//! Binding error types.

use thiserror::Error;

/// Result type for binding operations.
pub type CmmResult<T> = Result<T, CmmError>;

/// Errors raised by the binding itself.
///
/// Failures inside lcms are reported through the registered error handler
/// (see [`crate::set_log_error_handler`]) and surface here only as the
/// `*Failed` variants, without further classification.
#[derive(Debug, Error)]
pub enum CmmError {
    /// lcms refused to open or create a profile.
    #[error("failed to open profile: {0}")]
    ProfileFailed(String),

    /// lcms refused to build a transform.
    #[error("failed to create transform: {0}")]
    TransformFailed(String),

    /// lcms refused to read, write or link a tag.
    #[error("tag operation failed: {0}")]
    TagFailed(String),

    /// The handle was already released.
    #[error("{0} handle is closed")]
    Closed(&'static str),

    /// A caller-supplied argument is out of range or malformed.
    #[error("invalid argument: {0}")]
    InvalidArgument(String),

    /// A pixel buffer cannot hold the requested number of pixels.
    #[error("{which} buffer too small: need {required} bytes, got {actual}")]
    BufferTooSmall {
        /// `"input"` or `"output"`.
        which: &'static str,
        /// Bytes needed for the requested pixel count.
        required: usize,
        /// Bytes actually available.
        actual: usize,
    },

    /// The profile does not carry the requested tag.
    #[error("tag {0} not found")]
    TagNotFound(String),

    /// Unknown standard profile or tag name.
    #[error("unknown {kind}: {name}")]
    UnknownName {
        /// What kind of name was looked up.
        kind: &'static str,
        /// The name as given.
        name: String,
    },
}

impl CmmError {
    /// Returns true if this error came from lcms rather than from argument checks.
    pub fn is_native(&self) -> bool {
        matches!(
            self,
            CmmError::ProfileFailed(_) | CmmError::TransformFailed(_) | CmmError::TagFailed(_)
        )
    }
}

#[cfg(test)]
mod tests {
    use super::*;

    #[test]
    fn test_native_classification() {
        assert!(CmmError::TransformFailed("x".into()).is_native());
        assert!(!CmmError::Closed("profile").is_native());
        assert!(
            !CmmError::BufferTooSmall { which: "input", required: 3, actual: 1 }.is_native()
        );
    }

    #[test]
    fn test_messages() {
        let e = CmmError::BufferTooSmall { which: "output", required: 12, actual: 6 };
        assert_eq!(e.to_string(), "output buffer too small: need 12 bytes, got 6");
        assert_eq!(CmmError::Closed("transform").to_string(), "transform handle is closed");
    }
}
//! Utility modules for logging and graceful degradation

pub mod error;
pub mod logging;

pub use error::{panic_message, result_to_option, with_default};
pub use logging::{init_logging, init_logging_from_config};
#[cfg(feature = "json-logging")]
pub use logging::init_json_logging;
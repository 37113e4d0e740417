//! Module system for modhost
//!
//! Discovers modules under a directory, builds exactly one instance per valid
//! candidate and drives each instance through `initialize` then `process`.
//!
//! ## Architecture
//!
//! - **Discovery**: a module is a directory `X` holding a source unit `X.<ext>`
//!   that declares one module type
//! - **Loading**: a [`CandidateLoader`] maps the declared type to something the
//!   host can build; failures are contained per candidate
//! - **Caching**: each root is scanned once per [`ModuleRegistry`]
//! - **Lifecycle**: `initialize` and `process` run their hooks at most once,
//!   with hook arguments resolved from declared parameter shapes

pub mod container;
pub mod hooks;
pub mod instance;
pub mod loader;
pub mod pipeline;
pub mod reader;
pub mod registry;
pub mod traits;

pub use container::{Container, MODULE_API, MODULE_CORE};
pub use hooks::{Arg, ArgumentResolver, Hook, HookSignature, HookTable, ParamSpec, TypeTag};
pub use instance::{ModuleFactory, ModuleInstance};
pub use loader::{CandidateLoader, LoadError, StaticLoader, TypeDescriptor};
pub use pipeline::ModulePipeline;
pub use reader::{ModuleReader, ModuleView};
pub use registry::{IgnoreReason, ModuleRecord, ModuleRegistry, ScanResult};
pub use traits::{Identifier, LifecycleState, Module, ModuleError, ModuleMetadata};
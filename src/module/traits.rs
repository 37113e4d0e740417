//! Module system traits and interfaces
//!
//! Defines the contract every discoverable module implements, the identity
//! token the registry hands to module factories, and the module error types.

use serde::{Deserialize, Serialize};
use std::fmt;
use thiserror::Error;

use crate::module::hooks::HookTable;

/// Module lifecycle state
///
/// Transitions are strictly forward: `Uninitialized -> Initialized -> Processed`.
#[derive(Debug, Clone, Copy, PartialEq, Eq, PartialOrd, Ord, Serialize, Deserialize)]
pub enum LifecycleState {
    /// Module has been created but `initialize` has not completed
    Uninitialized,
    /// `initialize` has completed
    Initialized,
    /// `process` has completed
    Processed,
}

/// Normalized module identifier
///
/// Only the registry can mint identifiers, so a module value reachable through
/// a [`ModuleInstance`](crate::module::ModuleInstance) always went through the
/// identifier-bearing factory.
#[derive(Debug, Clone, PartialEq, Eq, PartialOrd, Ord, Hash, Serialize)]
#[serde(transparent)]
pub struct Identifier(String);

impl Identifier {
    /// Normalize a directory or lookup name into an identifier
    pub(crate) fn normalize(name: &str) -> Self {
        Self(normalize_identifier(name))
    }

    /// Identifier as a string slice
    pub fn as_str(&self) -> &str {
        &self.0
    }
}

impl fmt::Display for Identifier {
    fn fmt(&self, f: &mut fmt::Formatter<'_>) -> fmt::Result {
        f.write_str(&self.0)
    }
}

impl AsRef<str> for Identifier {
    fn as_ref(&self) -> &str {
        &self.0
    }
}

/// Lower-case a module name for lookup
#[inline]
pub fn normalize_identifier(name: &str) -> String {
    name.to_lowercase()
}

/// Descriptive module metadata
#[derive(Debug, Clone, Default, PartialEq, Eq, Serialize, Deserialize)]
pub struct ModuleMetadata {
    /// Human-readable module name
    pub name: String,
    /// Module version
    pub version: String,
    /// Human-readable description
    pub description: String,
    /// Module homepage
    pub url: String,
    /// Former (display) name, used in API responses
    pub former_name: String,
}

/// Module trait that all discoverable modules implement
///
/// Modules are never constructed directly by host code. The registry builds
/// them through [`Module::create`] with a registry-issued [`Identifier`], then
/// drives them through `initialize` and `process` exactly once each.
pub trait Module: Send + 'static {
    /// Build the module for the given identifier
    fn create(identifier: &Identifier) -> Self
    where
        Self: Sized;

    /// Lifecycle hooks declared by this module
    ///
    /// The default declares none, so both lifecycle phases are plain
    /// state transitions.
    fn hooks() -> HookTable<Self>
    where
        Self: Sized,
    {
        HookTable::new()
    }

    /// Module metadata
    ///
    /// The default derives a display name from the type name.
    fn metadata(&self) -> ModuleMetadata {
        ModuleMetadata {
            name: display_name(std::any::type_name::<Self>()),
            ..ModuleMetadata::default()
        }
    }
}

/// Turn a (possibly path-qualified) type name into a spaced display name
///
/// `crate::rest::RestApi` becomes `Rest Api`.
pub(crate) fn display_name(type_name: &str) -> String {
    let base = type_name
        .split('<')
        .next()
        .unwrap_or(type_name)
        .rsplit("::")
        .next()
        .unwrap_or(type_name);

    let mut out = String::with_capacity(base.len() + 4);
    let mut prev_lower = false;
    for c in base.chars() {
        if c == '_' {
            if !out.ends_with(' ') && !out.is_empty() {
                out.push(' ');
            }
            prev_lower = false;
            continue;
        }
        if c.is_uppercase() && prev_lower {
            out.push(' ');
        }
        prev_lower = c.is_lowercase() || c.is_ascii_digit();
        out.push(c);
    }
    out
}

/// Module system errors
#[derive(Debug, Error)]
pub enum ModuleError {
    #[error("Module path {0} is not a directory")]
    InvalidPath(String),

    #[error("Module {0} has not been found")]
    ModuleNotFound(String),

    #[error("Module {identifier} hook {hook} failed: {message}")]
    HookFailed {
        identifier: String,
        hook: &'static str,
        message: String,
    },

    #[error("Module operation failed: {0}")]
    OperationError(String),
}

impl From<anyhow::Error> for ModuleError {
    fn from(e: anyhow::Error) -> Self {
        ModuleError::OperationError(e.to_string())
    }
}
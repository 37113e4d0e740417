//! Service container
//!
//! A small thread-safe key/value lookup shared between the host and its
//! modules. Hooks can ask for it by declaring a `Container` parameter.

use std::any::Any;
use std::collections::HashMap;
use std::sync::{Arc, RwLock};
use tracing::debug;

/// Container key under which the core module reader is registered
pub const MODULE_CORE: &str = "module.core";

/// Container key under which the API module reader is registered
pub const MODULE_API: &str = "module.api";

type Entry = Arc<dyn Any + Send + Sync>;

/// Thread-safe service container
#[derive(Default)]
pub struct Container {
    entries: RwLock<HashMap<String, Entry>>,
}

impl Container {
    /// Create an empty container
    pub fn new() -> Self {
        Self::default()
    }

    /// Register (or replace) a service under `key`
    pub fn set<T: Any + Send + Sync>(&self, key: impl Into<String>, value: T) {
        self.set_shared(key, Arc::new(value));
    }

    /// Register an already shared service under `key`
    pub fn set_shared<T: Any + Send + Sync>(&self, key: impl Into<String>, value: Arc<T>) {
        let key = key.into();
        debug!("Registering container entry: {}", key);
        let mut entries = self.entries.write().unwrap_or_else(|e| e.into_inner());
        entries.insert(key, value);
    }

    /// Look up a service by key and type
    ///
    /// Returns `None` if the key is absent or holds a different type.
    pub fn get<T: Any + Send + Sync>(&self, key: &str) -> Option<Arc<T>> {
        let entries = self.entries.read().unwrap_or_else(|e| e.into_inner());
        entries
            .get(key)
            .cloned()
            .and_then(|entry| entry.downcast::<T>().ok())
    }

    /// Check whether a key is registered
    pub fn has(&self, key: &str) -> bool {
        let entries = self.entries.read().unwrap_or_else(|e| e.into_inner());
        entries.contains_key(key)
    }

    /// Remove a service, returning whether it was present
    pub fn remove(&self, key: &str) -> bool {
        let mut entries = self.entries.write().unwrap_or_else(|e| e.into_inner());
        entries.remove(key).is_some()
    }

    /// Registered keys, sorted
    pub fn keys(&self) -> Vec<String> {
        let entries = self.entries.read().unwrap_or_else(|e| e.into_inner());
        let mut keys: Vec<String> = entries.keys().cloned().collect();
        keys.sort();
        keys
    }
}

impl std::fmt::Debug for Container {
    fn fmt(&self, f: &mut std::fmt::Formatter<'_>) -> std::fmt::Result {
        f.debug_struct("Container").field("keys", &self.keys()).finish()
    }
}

Task objective: Looking only at the listing, say how many lines include "completed"; reply with the number alone.

Task response: 3